Many current concerns do not threaten the planet per se, but the sustainability of humankind and its societies. This category includes peak oil: modern industrialized societies depend on plentiful oil. The likely choice is between wars, devastation, and societal collapses or the transformation of energy systems, international governance, and readiness to share. There is also a looming crisis of food yields, affordability, and malnutrition – as reflected in the dramatic 40% rise in the World Food Price index in 2007. That rise, says the World Food Program, is due to the triple stresses of climate change, rising oil prices, and alienation of arable land by biofuel cropping. Depletion of accessible freshwater supplies (especially aquifers) is another great challenge to human societies – but does not necessarily endanger the planet’s natural systems.
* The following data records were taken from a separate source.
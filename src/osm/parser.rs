use crate::api::ors::OrsResponse;
use crate::api::overpass::OverpassResponse;
use crate::classify::CategoryTable;
use crate::domain::{ClassifiedPoi, ProviderPoi};

/// Parse an Overpass response into classified POIs.
///
/// # Algorithm
/// 1. Keep `node` elements that carry coordinates and tags
/// 2. Classify each element's tag set against the category table
/// 3. Drop elements whose category set comes back empty
pub fn parse_overpass_pois(
    response: &OverpassResponse,
    table: &CategoryTable,
) -> Vec<ClassifiedPoi> {
    let mut pois = Vec::new();

    for element in &response.elements {
        if element.type_ != "node" {
            continue;
        }

        let (lat, lon) = match (element.lat, element.lon) {
            (Some(lat), Some(lon)) => (lat, lon),
            _ => continue,
        };

        let tags = match &element.tags {
            Some(t) => t,
            None => continue,
        };

        if let Some(poi) = table.classify_poi(tags, (lat, lon)) {
            pois.push(poi);
        }
    }

    pois
}

/// Parse an ORS response into provider-categorized POIs.
///
/// Features missing any of name, category ids, or coordinates are skipped;
/// the rest pass the provider's categories through untouched.
pub fn parse_ors_pois(response: &OrsResponse) -> Vec<ProviderPoi> {
    let mut pois = Vec::new();

    for feature in &response.features {
        let name = match feature
            .properties
            .osm_tags
            .as_ref()
            .and_then(|tags| tags.name.clone())
        {
            Some(name) => name,
            None => continue,
        };

        let categories = match &feature.properties.category_ids {
            Some(categories) => categories.clone(),
            None => continue,
        };

        let coordinates = match &feature.geometry {
            Some(geometry) => geometry.coordinates,
            None => continue,
        };

        pois.push(ProviderPoi::new(name, coordinates, categories));
    }

    pois
}

#[cfg(test)]
mod tests {
    use super::*;
    use crate::api::overpass::Element;
    use crate::domain::Category;
    use std::collections::HashMap;

    fn tag_map(pairs: &[(&str, &str)]) -> HashMap<String, String> {
        pairs
            .iter()
            .map(|(k, v)| (k.to_string(), v.to_string()))
            .collect()
    }

    fn node(id: u64, lat: f64, lon: f64, tags: Option<HashMap<String, String>>) -> Element {
        Element {
            type_: "node".to_string(),
            id,
            nodes: None,
            tags,
            lat: Some(lat),
            lon: Some(lon),
        }
    }

    #[test]
    fn test_parse_overpass_pois() {
        let response = OverpassResponse {
            elements: vec![
                node(
                    1,
                    55.74,
                    48.74,
                    Some(tag_map(&[("amenity", "cafe"), ("name", "Coffee Corner")])),
                ),
                // way elements never classify
                Element {
                    type_: "way".to_string(),
                    id: 2,
                    nodes: Some(vec![1, 3]),
                    tags: Some(tag_map(&[("leisure", "park")])),
                    lat: None,
                    lon: None,
                },
                // tagless node
                node(3, 55.75, 48.75, None),
                // tagged but nothing maps
                node(4, 55.76, 48.76, Some(tag_map(&[("highway", "bus_stop")]))),
            ],
        };

        let pois = parse_overpass_pois(&response, CategoryTable::builtin());
        assert_eq!(pois.len(), 1);
        assert_eq!(pois[0].name, "Coffee Corner");
        assert_eq!(pois[0].coordinates, (55.74, 48.74));
        assert_eq!(pois[0].categories, "amenity:cafe");
        assert!(pois[0].custom.contains(&Category::CafeStreet));
    }

    #[test]
    fn test_parse_ors_pois_skips_incomplete_features() {
        let json = r#"{
            "features": [
                {
                    "geometry": {"type": "Point", "coordinates": [48.75, 55.75]},
                    "properties": {
                        "osm_tags": {"name": "Central Market"},
                        "category_ids": {"518": {"category_name": "marketplace"}}
                    }
                },
                {
                    "geometry": {"type": "Point", "coordinates": [48.76, 55.76]},
                    "properties": {"category_ids": {"518": {}}}
                },
                {
                    "geometry": {"type": "Point", "coordinates": [48.77, 55.77]},
                    "properties": {"osm_tags": {"name": "No categories"}}
                },
                {
                    "properties": {
                        "osm_tags": {"name": "No geometry"},
                        "category_ids": {"518": {}}
                    }
                }
            ]
        }"#;

        let response: OrsResponse = serde_json::from_str(json).unwrap();
        let pois = parse_ors_pois(&response);

        assert_eq!(pois.len(), 1);
        assert_eq!(pois[0].name, "Central Market");
        assert_eq!(pois[0].coordinates, (48.75, 55.75));
        assert_eq!(pois[0].categories["518"]["category_name"], "marketplace");
    }
}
Meanwhile, persistence of the rich-poor divide around the world (with its globalised deregulated economy) will continue fomenting tensions and conflicts, jeopardising regional geopolitical instability and causing widespread human suffering.

Threats to the future of Earth itself comprise: (i) human-induced environmental stresses due to the pressures that characterize the Anthropocene; (ii) the natural vicissitudes and processes of the cosmos (e.g., asteroids, solar collapse). Anthropogenic threats include:
• Global climate change (currently accelerating beyond recent predictions)
• Depletion of stratospheric ozone (apparently arrested, for the moment)
• Acidification of the oceans
• The (accelerating) loss of species, and resultant disruption of ecosystems

As a geophysical entity, Earth would survive the above, albeit in much altered form. However, the question posed is, to us, most meaningful in relation to the needs of the human species as product of biological evolution. Our future survival requires either a transformation of population size, economic activity and values such that we continue to live as part of nature’s systems, or a fantastic shift to a high-tech “bubble” civilization in which we forego much of the biosphere’s supports and, with new energy sources and systems, produce food, freshwater supplies, and respirable air within an autocratically managed post-biosphere civilization.

The three most critical challenges facing Planet Earth (as we know and depend on it) are:

1. The world community must attain shared understanding that human biology and civilization depend on Earth’s life-supporting systems. Western science, with its pervasive influence on societies and technologies everywhere, has origins in mechanistic models that have nurtured reductionist modes of research and thought that impede our response to today’s environmental crisis. The rise of ecology and systems-based science (no longer a fringe “subversive” science) can assist the replacement of anthropocentrism by biocentrism.

2. The key issue of over-population must be reinstated in the “environment” discourse. Global swarming is a major contributor to global warming, yet the policy debate is confined to energy systems, emissions, and carbon price. We have exceeded Earth’s carrying capacity.

3. New forms of global governance are needed. We limp along, sinking further into non-sustainability, with 19th-century neo-tribal nation-states, competing with one another on 20th-century territorial, militaristic, and asset-controlling terms, yet now face systemic environmental, demographic, and geopolitical crises that will dominate 21st century agenda.